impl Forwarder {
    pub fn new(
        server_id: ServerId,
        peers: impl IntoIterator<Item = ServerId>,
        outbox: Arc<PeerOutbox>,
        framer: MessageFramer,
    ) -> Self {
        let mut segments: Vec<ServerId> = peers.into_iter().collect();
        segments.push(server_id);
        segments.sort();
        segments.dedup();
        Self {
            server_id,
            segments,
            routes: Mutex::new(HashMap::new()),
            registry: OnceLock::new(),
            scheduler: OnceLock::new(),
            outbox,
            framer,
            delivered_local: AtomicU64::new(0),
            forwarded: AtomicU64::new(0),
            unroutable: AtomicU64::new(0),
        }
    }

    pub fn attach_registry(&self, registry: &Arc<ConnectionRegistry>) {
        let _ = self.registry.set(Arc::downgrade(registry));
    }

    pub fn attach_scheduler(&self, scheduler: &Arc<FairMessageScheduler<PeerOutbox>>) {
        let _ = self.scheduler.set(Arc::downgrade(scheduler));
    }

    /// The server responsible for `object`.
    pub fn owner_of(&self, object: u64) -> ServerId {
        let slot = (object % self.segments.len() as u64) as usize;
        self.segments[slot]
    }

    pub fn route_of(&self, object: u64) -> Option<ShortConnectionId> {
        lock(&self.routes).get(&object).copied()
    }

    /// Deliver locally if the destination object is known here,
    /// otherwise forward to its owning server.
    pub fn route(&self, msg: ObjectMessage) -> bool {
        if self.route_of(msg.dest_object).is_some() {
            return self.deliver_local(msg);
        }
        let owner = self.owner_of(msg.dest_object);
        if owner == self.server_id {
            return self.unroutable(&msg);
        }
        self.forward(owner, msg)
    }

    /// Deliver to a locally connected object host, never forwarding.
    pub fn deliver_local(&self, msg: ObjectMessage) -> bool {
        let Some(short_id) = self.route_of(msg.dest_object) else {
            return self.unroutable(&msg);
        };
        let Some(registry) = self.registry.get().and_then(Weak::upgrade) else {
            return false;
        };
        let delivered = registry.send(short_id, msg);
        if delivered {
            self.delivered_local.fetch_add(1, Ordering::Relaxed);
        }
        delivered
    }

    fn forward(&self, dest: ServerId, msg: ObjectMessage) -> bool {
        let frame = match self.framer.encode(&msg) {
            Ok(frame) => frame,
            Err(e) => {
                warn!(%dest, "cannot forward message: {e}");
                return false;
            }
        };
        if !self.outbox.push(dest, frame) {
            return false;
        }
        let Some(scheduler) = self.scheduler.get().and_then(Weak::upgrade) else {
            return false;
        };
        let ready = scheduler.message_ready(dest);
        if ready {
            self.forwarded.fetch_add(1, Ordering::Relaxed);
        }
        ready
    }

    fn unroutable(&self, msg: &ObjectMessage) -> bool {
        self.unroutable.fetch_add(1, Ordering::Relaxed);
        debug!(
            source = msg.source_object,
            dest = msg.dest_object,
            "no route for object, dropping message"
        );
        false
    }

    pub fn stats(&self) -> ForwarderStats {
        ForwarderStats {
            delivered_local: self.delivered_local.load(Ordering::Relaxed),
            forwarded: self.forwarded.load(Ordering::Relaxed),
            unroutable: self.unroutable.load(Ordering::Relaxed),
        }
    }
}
= = =
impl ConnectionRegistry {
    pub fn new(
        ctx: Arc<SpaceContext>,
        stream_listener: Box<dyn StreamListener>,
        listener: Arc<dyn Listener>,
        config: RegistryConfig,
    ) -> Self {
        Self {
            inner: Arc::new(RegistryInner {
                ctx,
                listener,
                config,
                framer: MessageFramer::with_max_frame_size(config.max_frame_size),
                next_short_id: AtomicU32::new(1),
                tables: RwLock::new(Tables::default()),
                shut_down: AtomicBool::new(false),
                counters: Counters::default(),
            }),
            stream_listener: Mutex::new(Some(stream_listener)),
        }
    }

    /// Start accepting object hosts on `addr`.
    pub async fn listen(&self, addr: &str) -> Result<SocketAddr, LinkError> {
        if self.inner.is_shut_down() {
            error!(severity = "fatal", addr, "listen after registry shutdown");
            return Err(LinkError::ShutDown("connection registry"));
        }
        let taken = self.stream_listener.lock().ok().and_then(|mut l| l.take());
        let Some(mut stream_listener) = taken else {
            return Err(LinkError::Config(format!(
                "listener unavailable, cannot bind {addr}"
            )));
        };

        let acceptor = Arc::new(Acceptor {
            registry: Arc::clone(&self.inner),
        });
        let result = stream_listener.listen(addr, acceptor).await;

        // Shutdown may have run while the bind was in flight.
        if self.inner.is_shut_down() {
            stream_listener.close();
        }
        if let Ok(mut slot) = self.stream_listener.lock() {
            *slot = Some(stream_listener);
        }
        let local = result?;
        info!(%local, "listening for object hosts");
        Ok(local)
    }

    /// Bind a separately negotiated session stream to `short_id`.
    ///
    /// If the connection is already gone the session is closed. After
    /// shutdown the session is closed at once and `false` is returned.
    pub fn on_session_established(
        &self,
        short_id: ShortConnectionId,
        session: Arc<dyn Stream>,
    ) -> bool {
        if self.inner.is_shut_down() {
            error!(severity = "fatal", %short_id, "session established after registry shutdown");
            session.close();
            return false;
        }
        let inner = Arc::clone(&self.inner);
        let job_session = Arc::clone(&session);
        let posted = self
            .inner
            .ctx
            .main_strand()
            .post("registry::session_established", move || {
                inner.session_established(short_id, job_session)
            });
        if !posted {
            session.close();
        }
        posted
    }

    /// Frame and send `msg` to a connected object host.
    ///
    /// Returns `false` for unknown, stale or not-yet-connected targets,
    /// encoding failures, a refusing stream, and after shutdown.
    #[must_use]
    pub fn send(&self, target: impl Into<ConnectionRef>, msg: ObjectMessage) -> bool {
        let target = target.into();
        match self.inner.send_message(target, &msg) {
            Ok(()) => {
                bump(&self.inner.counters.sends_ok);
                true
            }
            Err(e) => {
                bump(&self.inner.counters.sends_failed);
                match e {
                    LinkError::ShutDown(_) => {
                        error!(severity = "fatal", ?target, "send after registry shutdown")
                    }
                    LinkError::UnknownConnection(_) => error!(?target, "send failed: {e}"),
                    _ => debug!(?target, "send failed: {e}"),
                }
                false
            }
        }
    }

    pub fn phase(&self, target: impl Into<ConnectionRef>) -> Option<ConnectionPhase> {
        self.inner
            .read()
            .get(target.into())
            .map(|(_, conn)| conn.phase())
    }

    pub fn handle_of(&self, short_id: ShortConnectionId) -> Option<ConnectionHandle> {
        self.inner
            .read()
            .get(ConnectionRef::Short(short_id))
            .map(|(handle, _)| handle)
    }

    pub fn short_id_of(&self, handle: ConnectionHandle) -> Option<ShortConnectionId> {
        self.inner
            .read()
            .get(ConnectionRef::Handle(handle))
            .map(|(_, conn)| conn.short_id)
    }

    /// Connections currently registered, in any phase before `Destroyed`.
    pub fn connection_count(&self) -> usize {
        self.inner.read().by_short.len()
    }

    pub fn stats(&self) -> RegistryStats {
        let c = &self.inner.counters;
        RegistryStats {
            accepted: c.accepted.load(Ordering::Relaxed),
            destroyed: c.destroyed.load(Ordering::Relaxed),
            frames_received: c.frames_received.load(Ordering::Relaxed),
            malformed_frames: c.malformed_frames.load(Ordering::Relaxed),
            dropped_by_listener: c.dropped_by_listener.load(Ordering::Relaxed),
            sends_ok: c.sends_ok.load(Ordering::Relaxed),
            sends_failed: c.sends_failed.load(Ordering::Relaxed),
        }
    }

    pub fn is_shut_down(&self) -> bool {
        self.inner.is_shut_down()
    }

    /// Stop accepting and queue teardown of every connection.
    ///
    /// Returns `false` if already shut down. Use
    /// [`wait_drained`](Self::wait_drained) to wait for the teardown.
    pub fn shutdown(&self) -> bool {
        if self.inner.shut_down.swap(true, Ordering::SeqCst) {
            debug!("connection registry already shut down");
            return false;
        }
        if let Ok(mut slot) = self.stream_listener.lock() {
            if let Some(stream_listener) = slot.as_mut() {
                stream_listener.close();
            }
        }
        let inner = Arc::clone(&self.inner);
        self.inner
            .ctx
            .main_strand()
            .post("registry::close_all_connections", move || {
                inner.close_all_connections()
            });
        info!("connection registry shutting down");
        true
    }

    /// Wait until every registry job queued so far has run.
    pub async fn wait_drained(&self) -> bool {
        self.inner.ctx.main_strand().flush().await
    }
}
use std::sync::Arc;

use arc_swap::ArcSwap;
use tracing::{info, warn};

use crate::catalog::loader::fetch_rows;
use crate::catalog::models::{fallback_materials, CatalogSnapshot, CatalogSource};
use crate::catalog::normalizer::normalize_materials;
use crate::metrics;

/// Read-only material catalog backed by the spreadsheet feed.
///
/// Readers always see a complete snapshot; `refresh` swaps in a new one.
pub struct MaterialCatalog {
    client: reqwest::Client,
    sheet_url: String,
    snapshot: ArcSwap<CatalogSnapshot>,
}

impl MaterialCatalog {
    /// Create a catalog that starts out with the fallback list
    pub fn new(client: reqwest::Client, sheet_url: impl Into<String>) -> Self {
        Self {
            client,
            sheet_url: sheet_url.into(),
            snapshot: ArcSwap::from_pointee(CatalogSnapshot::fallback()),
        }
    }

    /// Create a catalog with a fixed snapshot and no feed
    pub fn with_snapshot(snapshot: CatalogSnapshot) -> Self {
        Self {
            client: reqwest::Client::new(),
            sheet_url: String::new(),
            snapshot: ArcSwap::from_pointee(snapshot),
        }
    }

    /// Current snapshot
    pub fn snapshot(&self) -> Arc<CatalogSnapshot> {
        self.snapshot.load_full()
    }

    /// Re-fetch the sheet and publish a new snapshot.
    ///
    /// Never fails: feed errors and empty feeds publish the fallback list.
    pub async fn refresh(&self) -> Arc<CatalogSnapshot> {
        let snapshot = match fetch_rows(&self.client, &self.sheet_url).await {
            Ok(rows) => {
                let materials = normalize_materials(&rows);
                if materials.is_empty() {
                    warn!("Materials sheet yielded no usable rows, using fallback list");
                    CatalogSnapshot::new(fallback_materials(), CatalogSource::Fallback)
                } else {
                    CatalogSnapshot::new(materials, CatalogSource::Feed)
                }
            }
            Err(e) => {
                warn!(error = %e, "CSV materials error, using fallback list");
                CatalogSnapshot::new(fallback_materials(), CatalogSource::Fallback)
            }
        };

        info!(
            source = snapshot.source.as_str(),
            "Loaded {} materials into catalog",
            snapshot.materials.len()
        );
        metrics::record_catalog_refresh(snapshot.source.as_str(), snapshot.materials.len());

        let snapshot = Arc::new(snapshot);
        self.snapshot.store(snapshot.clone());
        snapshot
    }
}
= = =
- **Problem statement**:
If a line in the records holds the word "fatal", count it, then give only the total.

- **Response**:
3